//! # File I/O Module
//!
//! Reading input documents and writing results:
//! - **Input**: a JSON [`BeamInput`] document
//! - **Design report**: plain-text summary in display units (kN, kNm, MPa, mm)
//! - **Result**: the full [`BeamResult`] as pretty JSON
//!
//! Writes are atomic: the content goes to a `.tmp` sibling, is synced, and is
//! then renamed over the target, so an interrupted run never leaves a
//! half-written file behind.
//!
//! ## Example
//!
//! ```rust,no_run
//! use beam_core::calculations::calculate;
//! use beam_core::file_io::{load_input, write_design_report};
//! use std::path::Path;
//!
//! let input = load_input(Path::new("beam.json"))?;
//! let result = calculate(&input)?;
//! write_design_report(&result, Path::new("beam_design_input.txt"))?;
//! # Ok::<(), beam_core::errors::CalcError>(())
//! ```

use std::fs::{self, File};
use std::io::Write;
use std::path::Path;

use chrono::{DateTime, Utc};

use crate::calculations::{BeamInput, BeamResult};
use crate::errors::{CalcError, CalcResult};
use crate::units::{
    CubicMeters, KiloNewtonMeters, KiloNewtons, MegaPascals, NewtonMeters, Newtons, Pascals,
    QuarticMeters, SquareMeters,
};

/// Default file name of the design-input report
pub const DEFAULT_REPORT_NAME: &str = "beam_design_input.txt";

/// Load a beam input document from a JSON file.
///
/// The document is parsed but not validated; [`crate::calculations::calculate`]
/// validates before analysing.
pub fn load_input(path: &Path) -> CalcResult<BeamInput> {
    let contents = fs::read_to_string(path)
        .map_err(|e| CalcError::file_error("read", path.display().to_string(), e.to_string()))?;

    serde_json::from_str(&contents).map_err(|e| CalcError::SerializationError {
        reason: format!("Invalid JSON in {}: {}", path.display(), e),
    })
}

/// Render the design-input report.
///
/// Moment and shear are the signed maxima over the sampled stations.
pub fn render_design_report(result: &BeamResult, generated: DateTime<Utc>) -> String {
    let moment: KiloNewtonMeters = NewtonMeters(result.max_moment_nm).into();
    let shear: KiloNewtons = Newtons(result.max_shear_n).into();
    let yield_stress: MegaPascals = Pascals(result.yield_stress_pa).into();

    let z_mm3 = CubicMeters(result.section.elastic_modulus_m3).to_mm3();
    let i_mm4 = QuarticMeters(result.section.moment_of_inertia_m4).to_mm4();
    let a_mm2 = SquareMeters(result.section.area_m2).to_mm2();

    format!(
        "Beam: {label}\n\
         Generated: {generated}\n\
         Span: {span} m\n\
         Moment: {moment} kNm\n\
         Shear Force: {shear} kN\n\
         Yield Strength: {fy} MPa\n\
         Section Modulus (Z): {z_mm3} mm^3\n\
         Moment of Inertia (I): {i_mm4} mm^4\n\
         Cross-sectional Area (A): {a_mm2} mm^2\n",
        label = result.label,
        generated = generated.to_rfc3339(),
        span = result.span_m,
        moment = moment.value(),
        shear = shear.value(),
        fy = yield_stress.value(),
    )
}

/// Write the design-input report to `path`.
pub fn write_design_report(result: &BeamResult, path: &Path) -> CalcResult<()> {
    let report = render_design_report(result, Utc::now());
    write_atomic(path, report.as_bytes())?;
    log::info!("design report written to {}", path.display());
    Ok(())
}

/// Save the full result as pretty JSON.
pub fn save_result(result: &BeamResult, path: &Path) -> CalcResult<()> {
    let json = serde_json::to_string_pretty(result)?;
    write_atomic(path, json.as_bytes())
}

/// Write to `<path>.tmp`, sync, then rename over `path`.
fn write_atomic(path: &Path, contents: &[u8]) -> CalcResult<()> {
    let tmp_path = tmp_path_for(path);

    let mut tmp_file = File::create(&tmp_path).map_err(|e| {
        CalcError::file_error("create temp file", tmp_path.display().to_string(), e.to_string())
    })?;

    tmp_file.write_all(contents).map_err(|e| {
        CalcError::file_error("write temp file", tmp_path.display().to_string(), e.to_string())
    })?;

    tmp_file.sync_all().map_err(|e| {
        CalcError::file_error("sync temp file", tmp_path.display().to_string(), e.to_string())
    })?;

    fs::rename(&tmp_path, path).map_err(|e| {
        let _ = fs::remove_file(&tmp_path);
        CalcError::file_error("rename to final", path.display().to_string(), e.to_string())
    })
}

fn tmp_path_for(path: &Path) -> std::path::PathBuf {
    let mut name = path.as_os_str().to_owned();
    name.push(".tmp");
    name.into()
}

^^^^^^^^

REQUIREMENT →
Only lines that include "QuarticMeters" belong in the answer; return them from the entries above.

WRITTEN REPLY →
    QuarticMeters, SquareMeters,
    let i_mm4 = QuarticMeters(result.section.moment_of_inertia_m4).to_mm4();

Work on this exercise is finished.